• Brief
Counting only lines that contain the string "version", how many are there in the data? Say the number alone.

*** Begin section ***

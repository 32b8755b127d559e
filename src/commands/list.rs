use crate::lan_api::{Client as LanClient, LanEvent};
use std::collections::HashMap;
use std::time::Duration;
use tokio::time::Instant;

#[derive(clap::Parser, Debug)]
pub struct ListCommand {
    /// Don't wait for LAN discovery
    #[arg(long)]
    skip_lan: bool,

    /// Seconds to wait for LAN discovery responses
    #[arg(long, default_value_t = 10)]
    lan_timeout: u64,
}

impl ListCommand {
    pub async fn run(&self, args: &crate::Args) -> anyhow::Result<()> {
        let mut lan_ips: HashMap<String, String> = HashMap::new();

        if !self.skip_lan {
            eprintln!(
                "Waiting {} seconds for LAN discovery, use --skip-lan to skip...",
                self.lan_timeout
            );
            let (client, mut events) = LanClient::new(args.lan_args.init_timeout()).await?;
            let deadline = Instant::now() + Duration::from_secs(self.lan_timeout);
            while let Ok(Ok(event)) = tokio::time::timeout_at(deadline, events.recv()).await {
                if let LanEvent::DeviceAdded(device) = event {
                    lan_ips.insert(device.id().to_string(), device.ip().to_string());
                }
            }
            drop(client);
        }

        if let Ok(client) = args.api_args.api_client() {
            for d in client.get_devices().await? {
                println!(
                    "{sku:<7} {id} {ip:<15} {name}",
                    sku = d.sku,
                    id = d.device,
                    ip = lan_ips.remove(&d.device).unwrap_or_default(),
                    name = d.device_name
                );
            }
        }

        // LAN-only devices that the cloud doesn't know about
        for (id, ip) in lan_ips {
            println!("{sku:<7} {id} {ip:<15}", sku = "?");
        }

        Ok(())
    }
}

*** End section ***
*** Begin section ***

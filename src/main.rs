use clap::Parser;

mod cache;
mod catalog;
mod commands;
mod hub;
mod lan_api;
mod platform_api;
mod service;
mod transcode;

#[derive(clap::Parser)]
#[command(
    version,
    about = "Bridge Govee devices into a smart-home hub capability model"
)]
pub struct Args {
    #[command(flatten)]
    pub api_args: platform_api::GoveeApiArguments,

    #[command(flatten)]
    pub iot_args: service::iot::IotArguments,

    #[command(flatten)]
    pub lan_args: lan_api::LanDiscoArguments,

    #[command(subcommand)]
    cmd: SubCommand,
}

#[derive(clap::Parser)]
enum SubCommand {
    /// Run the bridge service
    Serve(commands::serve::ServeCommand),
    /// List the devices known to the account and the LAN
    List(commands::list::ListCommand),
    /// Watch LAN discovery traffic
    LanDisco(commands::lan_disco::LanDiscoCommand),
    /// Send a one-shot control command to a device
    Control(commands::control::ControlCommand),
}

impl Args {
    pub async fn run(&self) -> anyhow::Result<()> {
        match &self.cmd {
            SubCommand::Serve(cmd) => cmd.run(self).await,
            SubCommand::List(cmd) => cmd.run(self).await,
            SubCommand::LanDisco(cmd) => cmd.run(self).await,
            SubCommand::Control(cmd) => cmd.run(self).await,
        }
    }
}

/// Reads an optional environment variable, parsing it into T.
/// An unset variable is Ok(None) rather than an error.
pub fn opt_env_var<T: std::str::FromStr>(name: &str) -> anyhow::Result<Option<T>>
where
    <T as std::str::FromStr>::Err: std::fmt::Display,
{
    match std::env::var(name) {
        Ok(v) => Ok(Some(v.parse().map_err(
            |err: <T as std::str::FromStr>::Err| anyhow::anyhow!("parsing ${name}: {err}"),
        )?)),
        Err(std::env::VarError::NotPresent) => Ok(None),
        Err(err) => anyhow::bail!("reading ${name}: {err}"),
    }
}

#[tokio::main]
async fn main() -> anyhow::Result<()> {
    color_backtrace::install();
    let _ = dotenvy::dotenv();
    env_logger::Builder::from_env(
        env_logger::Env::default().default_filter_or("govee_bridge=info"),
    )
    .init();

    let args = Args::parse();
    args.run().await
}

*** End section ***
*** Begin section ***

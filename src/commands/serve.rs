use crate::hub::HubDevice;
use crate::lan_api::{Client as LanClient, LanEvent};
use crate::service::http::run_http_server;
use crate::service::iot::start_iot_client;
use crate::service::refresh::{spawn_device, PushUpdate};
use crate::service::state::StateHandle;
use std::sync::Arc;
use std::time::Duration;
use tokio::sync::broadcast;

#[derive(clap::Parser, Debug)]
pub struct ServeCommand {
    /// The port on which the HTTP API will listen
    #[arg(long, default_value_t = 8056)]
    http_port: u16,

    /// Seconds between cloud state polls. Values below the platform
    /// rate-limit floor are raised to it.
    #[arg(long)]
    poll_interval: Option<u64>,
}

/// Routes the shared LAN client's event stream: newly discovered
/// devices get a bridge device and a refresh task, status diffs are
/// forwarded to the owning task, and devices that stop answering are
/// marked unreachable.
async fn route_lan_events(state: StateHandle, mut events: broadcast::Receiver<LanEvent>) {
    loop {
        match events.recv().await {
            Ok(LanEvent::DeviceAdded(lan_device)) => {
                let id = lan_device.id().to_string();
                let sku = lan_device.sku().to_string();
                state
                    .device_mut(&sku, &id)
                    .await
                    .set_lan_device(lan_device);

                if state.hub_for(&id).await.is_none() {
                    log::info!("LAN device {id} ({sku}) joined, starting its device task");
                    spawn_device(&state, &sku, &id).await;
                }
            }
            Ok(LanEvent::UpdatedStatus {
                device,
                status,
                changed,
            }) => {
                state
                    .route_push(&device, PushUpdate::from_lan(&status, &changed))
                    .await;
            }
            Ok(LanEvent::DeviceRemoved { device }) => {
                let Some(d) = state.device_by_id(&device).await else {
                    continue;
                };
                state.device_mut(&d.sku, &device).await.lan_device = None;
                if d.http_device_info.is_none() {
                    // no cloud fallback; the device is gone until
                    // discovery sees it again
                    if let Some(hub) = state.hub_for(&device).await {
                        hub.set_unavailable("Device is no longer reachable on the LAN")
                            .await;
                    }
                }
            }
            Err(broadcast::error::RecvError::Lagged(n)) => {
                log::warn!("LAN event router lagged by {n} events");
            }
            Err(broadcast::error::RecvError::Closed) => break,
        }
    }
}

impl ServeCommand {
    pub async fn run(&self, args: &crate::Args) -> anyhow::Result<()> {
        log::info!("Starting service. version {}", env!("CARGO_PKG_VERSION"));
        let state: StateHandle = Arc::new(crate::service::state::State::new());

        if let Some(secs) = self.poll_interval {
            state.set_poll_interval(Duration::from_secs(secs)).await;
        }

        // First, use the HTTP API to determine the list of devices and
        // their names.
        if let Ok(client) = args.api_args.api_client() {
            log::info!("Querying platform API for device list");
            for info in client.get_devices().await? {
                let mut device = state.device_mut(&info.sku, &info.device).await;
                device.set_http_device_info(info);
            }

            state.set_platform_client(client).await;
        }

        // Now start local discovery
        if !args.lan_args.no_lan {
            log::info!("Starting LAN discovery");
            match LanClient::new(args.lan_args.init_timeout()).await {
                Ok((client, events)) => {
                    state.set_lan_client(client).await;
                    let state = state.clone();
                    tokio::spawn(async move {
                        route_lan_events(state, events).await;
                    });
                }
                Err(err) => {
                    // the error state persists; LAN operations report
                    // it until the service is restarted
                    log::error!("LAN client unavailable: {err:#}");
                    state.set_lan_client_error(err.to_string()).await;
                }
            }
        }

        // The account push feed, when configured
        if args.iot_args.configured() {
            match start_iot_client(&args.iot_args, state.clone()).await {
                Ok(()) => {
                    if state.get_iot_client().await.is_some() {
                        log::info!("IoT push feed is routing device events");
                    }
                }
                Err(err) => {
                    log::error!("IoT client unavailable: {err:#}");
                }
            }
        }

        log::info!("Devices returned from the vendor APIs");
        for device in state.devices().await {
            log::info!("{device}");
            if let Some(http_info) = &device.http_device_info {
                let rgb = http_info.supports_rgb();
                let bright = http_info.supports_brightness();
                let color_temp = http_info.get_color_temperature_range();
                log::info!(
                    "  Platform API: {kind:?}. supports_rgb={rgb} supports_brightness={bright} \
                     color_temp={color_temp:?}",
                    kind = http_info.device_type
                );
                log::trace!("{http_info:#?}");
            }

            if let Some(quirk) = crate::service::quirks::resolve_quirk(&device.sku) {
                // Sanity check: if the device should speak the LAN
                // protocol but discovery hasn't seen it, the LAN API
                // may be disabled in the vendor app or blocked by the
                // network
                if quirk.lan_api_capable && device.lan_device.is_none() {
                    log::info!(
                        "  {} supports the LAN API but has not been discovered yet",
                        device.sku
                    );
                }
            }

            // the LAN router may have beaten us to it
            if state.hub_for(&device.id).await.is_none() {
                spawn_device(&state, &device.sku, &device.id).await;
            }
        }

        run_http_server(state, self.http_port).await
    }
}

*** End section ***

• Response to this task
2